Full disclosure: I've known Pete since I was a freshman in college and he was a sophomore. He also once stopped me from being run over by a car with a timely "head's up."
As with his first two books, this is a great read--funny and informative and thoughtful. And as with his last book, Oracle Bones, it's interesting to see how he finds a way to take disparate magazine articles and turn them into a reasonably cohesive book. One of the things I noticed this time is how the book is being sold more as a Peter Hessler book than as a book about driving in China. His name is above the title and in red...And most interstingly, it's described as the last in the trilogy of Pete's books on China. I have to assume this is because he's ready to move on to new subjects (or even genres) and so is declaring early: the next book you see is going to be something different. It's not a strategy I've noticed before, but it makes sense: you can get pigeonholed by your success and this could be a way to build anticipation for whatever new thing Pete will do as well as a way to declare to his publisher and his public, this is it for the China stuff.

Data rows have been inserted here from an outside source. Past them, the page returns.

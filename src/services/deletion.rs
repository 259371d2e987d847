use std::time::{Duration, Instant};

use tracing::{info, warn};

use crate::{
    create_tx,
    database::{engagement, feeds, groups, posts, sessions, subscriptions, timelines, users},
    database::{bans, conn::LazyConn},
    entities::user::GoneStatus,
    get_conn,
    services::ServiceError,
    services::events::{self, EventKind},
    utils::state::ArcAppState,
};

pub const JOB_GONE_CLEANUP: &str = "gone-cleanup";

/// Grace window between a deletion request and the cleanup run.
pub const COOLDOWN_SECS: i64 = 30 * 24 * 3600;

/// Wall-clock budget of one cleanup run.
const RUN_DEADLINE: Duration = Duration::from_secs(20);
/// Row batch per step iteration.
const BATCH: i64 = 1000;
/// Posts are deleted one row at a time, so the batch is smaller.
const POST_BATCH: i64 = 100;
/// Delay before an unfinished run fires again.
pub const RESCHEDULE_DELAY_SECS: i64 = 30;

/// The fixed order of per-entity cleanup. Every step is idempotent and
/// drains to a no-op, so a resumed run can always start from the top.
#[derive(Debug, Clone, Copy, PartialEq, Eq)]
pub enum DeletionStep {
    Likes,
    Comments,
    Posts,
    Subscriptions,
    Bans,
    Feeds,
    Sessions,
    Finalize,
}

impl DeletionStep {
    pub const ORDER: [DeletionStep; 8] = [
        DeletionStep::Likes,
        DeletionStep::Comments,
        DeletionStep::Posts,
        DeletionStep::Subscriptions,
        DeletionStep::Bans,
        DeletionStep::Feeds,
        DeletionStep::Sessions,
        DeletionStep::Finalize,
    ];

    pub fn as_str(&self) -> &'static str {
        match self {
            DeletionStep::Likes => "likes",
            DeletionStep::Comments => "comments",
            DeletionStep::Posts => "posts",
            DeletionStep::Subscriptions => "subscriptions",
            DeletionStep::Bans => "bans",
            DeletionStep::Feeds => "feeds",
            DeletionStep::Sessions => "sessions",
            DeletionStep::Finalize => "finalize",
        }
    }
}

#[derive(Debug, Clone, Copy, PartialEq, Eq)]
enum StepOutcome {
    Done,
    More,
}

async fn run_step(
    state: &ArcAppState,
    user_id: i64,
    step: DeletionStep,
    conn: &mut LazyConn,
) -> Result<StepOutcome, ServiceError> {
    let mut tx_conn = get_conn!(state);
    let mut tx = create_tx!(tx_conn);

    let outcome = match step {
        DeletionStep::Likes => {
            let removed = engagement::delete_likes_by_user(user_id, BATCH, &mut tx).await?;
            if removed == BATCH as u64 {
                StepOutcome::More
            } else {
                StepOutcome::Done
            }
        }
        DeletionStep::Comments => {
            let removed = engagement::delete_comments_by_user(user_id, BATCH, &mut tx).await?;
            if removed == BATCH as u64 {
                StepOutcome::More
            } else {
                StepOutcome::Done
            }
        }
        DeletionStep::Posts => {
            let post_ids = posts::list_posts_by_author(user_id, POST_BATCH, conn).await?;
            let drained = (post_ids.len() as i64) < POST_BATCH;
            for post_id in post_ids {
                posts::delete_post(post_id, &mut tx).await?;
            }
            if drained {
                StepOutcome::Done
            } else {
                StepOutcome::More
            }
        }
        DeletionStep::Subscriptions => {
            subscriptions::sever_all_for_user(user_id, &mut tx).await?;
            StepOutcome::Done
        }
        DeletionStep::Bans => {
            bans::sever_all_for_user(user_id, &mut tx).await?;
            StepOutcome::Done
        }
        DeletionStep::Feeds => {
            let feed_ids = feeds::user_feed_ids(user_id, None, conn).await?;
            let stripped = timelines::strip_feeds_from_memberships(&feed_ids, BATCH, &mut tx).await?;
            if stripped == BATCH as u64 {
                StepOutcome::More
            } else {
                timelines::delete_local_bumps_for_user(user_id, &mut tx).await?;
                groups::remove_memberships_of_user(user_id, &mut tx).await?;
                StepOutcome::Done
            }
        }
        DeletionStep::Sessions => {
            sessions::delete_sessions_for_user(user_id, &mut tx).await?;
            StepOutcome::Done
        }
        DeletionStep::Finalize => {
            users::set_gone_status(user_id, Some(GoneStatus::Deleted), &mut tx).await?;
            users::zero_counters(user_id, &mut tx).await?;
            StepOutcome::Done
        }
    };

    tx.commit().await.map_err(ServiceError::from)?;
    Ok(outcome)
}

/// One run of the deletion workflow. Returns true when the user reached the
/// terminal state, false when the deadline cut the run short and a follow-up
/// job was scheduled.
pub async fn run_gone_cleanup(state: &ArcAppState, user_id: i64) -> Result<bool, ServiceError> {
    let mut conn = get_conn!(state);
    let Some(user) = users::get_user(user_id, &mut conn).await? else {
        warn!(user_id, "gone-cleanup for unknown user");
        return Ok(true);
    };

    match user.gone_status {
        Some(GoneStatus::Cooldown) => {
            let mut tx_conn = get_conn!(state);
            let mut tx = create_tx!(tx_conn);
            users::set_gone_status(user_id, Some(GoneStatus::Deletion), &mut tx).await?;
            tx.commit().await.map_err(ServiceError::from)?;
        }
        Some(GoneStatus::Deletion) => {} // resumed run
        Some(GoneStatus::Deleted) => return Ok(true),
        None | Some(GoneStatus::Suspended) => {
            // the user came back before the job fired; nothing to do
            info!(user_id, "gone-cleanup skipped, user resumed");
            return Ok(true);
        }
    }

    let deadline = Instant::now() + RUN_DEADLINE;

    for step in DeletionStep::ORDER {
        loop {
            if Instant::now() >= deadline {
                // the caller re-locks the job; the next run resumes from the
                // top and the finished steps drain to no-ops
                info!(user_id, step = step.as_str(), "gone-cleanup out of budget");
                return Ok(false);
            }
            match run_step(state, user_id, step, &mut conn).await? {
                StepOutcome::Done => break,
                StepOutcome::More => continue,
            }
        }
    }

    info!(user_id, "user deleted");
    events::publish(state, EventKind::UserDeleted, user_id, &[]).await;
    Ok(true)
}

#[cfg(test)]
mod tests {
    use super::*;

    #[test]
    fn step_order_is_fixed() {
        // content rows go before the relations that scope them, and the
        // terminal state flip is last
        assert_eq!(
            DeletionStep::ORDER
                .iter()
                .map(DeletionStep::as_str)
                .collect::<Vec<_>>(),
            vec![
                "likes",
                "comments",
                "posts",
                "subscriptions",
                "bans",
                "feeds",
                "sessions",
                "finalize"
            ]
        );
        assert_eq!(
            DeletionStep::ORDER.last().copied(),
            Some(DeletionStep::Finalize)
        );
    }
}
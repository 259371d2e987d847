use std::sync::Arc;

use deadpool_postgres::{Object, Pool, PoolError, Transaction};
use thiserror::Error;

#[derive(Debug, Error)]
pub enum DbError {
    #[error("pool error: {0}")]
    Pool(#[from] deadpool_postgres::PoolError),

    #[error("query error: {0}")]
    Query(#[from] tokio_postgres::Error),
}

/// Checks a connection out of the pool on first use, so call paths that
/// never touch the database never hold one.
pub struct LazyConn {
    pool: Arc<Pool>,
    client: Option<Object>,
}

impl LazyConn {
    pub fn new(pool: Arc<Pool>) -> Self {
        Self { pool, client: None }
    }

    pub async fn get_client(&mut self) -> Result<&mut Object, PoolError> {
        if self.client.is_none() {
            let conn = self.pool.get().await?;
            self.client = Some(conn);
        }
        Ok(self.client.as_mut().unwrap())
    }

    pub async fn transaction(&mut self) -> Result<Transaction<'_>, DbError> {
        let client = self.get_client().await?;
        Ok(client.transaction().await?)
    }
}
use std::collections::HashMap;
use std::future::Future;
use std::pin::Pin;
use std::sync::Arc;
use std::time::Duration;

use tokio::sync::watch;
use tokio::task::JoinSet;
use tokio::time::interval;
use tracing::{error, info, warn};

use crate::{
    database::{conn::DbError, jobs},
    entities::job::Job,
    get_conn,
    utils::state::ArcAppState,
};

/// How often the queue is polled.
const POLL_INTERVAL: Duration = Duration::from_secs(5);
/// Jobs claimed per poll.
const FETCH_BATCH: i64 = 20;
/// Lock taken on claimed jobs; a crashed run retries after this lapses.
const LOCK_SECS: i64 = 120;
/// Runs that failed this often stop being retried and wait for the purge
/// task.
pub const MAX_FAILURES: i32 = 5;

/// What a handler did with its job.
#[derive(Debug, Clone, Copy, PartialEq, Eq)]
pub enum JobOutcome {
    /// Work done, drop the job.
    Complete,
    /// Out of budget; fire the same job again after the delay.
    Reschedule(i64),
}

pub type HandlerResult = anyhow::Result<JobOutcome>;

type BoxedRun = Pin<Box<dyn Future<Output = HandlerResult> + Send>>;
type Handler = Arc<dyn Fn(ArcAppState, Job) -> BoxedRun + Send + Sync>;

/// Handler registry plus the polling loop over the jobs table.
pub struct JobManager {
    state: ArcAppState,
    handlers: HashMap<&'static str, Handler>,
}

impl JobManager {
    pub fn new(state: ArcAppState) -> Self {
        Self {
            state,
            handlers: HashMap::new(),
        }
    }

    pub fn register<F, Fut>(&mut self, name: &'static str, handler: F)
    where
        F: Fn(ArcAppState, Job) -> Fut + Send + Sync + 'static,
        Fut: Future<Output = HandlerResult> + Send + 'static,
    {
        let handler: Handler = Arc::new(move |state, job| Box::pin(handler(state, job)));
        if self.handlers.insert(name, handler).is_some() {
            warn!(name, "job handler replaced");
        }
    }

    pub fn handled_names(&self) -> Vec<&'static str> {
        let mut names: Vec<&'static str> = self.handlers.keys().copied().collect();
        names.sort_unstable();
        names
    }

    /// Claim one batch of due jobs and run their handlers concurrently.
    /// Returns how many jobs were claimed.
    pub async fn poll_once(&self) -> Result<usize, DbError> {
        let names = self.handled_names();
        if names.is_empty() {
            return Ok(0);
        }

        let mut conn = get_conn!(self.state);
        let batch = jobs::fetch_jobs(&names, FETCH_BATCH, LOCK_SECS, &mut conn).await?;
        let claimed = batch.len();

        let mut runs: JoinSet<()> = JoinSet::new();
        for job in batch {
            let Some(handler) = self.handlers.get(job.name.as_str()).cloned() else {
                continue;
            };
            let state = self.state.clone();
            runs.spawn(async move {
                let job_id = job.id;
                let job_name = job.name.clone();
                let failures = job.failures;

                match handler(state.clone(), job).await {
                    Ok(JobOutcome::Complete) => {
                        let mut conn = get_conn!(state);
                        if let Err(err) = jobs::delete_job(job_id, &mut conn).await {
                            error!(job_id, error = %err, "failed to drop completed job");
                        }
                    }
                    Ok(JobOutcome::Reschedule(delay)) => {
                        let mut conn = get_conn!(state);
                        if let Err(err) = jobs::relock_job(job_id, delay, &mut conn).await {
                            error!(job_id, error = %err, "failed to re-lock job");
                        }
                    }
                    Err(err) => {
                        warn!(
                            job_id,
                            name = job_name.as_str(),
                            failures = failures + 1,
                            error = %err,
                            "job handler failed"
                        );
                        let mut conn = get_conn!(state);
                        if let Err(err) = jobs::mark_job_failure(job_id, &mut conn).await {
                            error!(job_id, error = %err, "failed to record job failure");
                        }
                    }
                }
            });
        }
        while runs.join_next().await.is_some() {}

        Ok(claimed)
    }

    /// Poll until the shutdown flag flips. The tick keeps going through
    /// poll errors; a broken database connection heals on a later tick.
    pub async fn run(&self, mut shutdown: watch::Receiver<bool>) {
        let mut tick = interval(POLL_INTERVAL);
        info!(handlers = ?self.handled_names(), "job worker started");

        loop {
            tokio::select! {
                _ = tick.tick() => {
                    match self.poll_once().await {
                        Ok(0) => {}
                        Ok(n) => info!(claimed = n, "processed job batch"),
                        Err(err) => error!(error = %err, "job poll failed"),
                    }
                }
                changed = shutdown.changed() => {
                    if changed.is_err() || *shutdown.borrow() {
                        break;
                    }
                }
            }
        }

        info!("job worker stopped");
    }
}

A couple of notes on the writing. One of the mistakes I see writers make when taking on cultures outside of their own is they are either too romantic or too condescending. Ah look at the poverty of Africa portrayed so lyrically and tragically. Or ah listen to how funny those wacky Vietnamese are. But this book uses humor really well without being condescending, and it definitely never romanticizes. (One reason is Pete lived in China for something like nine years, so naturally he's better able to convey the place than someone who just spent their junior year abroad). But, of course, Chinese bureaucracy can be funny and of course there are funny things that happen when an American journalist goes to live among Chinese peasants. So how does he convey that? Aside from the fact that Pete often positions himself as the object of humor, and that he fully characterizes the Chinese men and women in the book so that when they do something funny it's not a caricature, for the most part the book uses language as an object of humor as opposed to using people as an object of humor. My favorite examples are the quotes from the Chinese written driver's exam threaded throughout the opening section: "True/False: In a taxi, it's fine to carry a small amount of explosive material". And Pete's also very good at using his own quirks of language to add humor. Instead of holding out a thumb, Chinese hitchhikers bounce their hands up and down when looking for a ride, and to Pete this looks like they are petting an invisible dog. So throughout the book, he'll use that phrase "petting the dog" so that you see how the action is funny through his eyes-it reminds us that he's the foreign and strange one, not them. Another nice trick of language is that when referring to the car he rents and drives all over Mongolia he uses its brand name--the City Special--repeatedly so that the car itself gets a personality. Similarly when he gets lost due to the mismarkings on the Chinese maps--called Sinomaps--he says that he has been "Sinomapped" into sand or "Sinomapped" to a dry creek bed. It's a good reminder that attention to language--no matter your genre--is always going to be a good thing.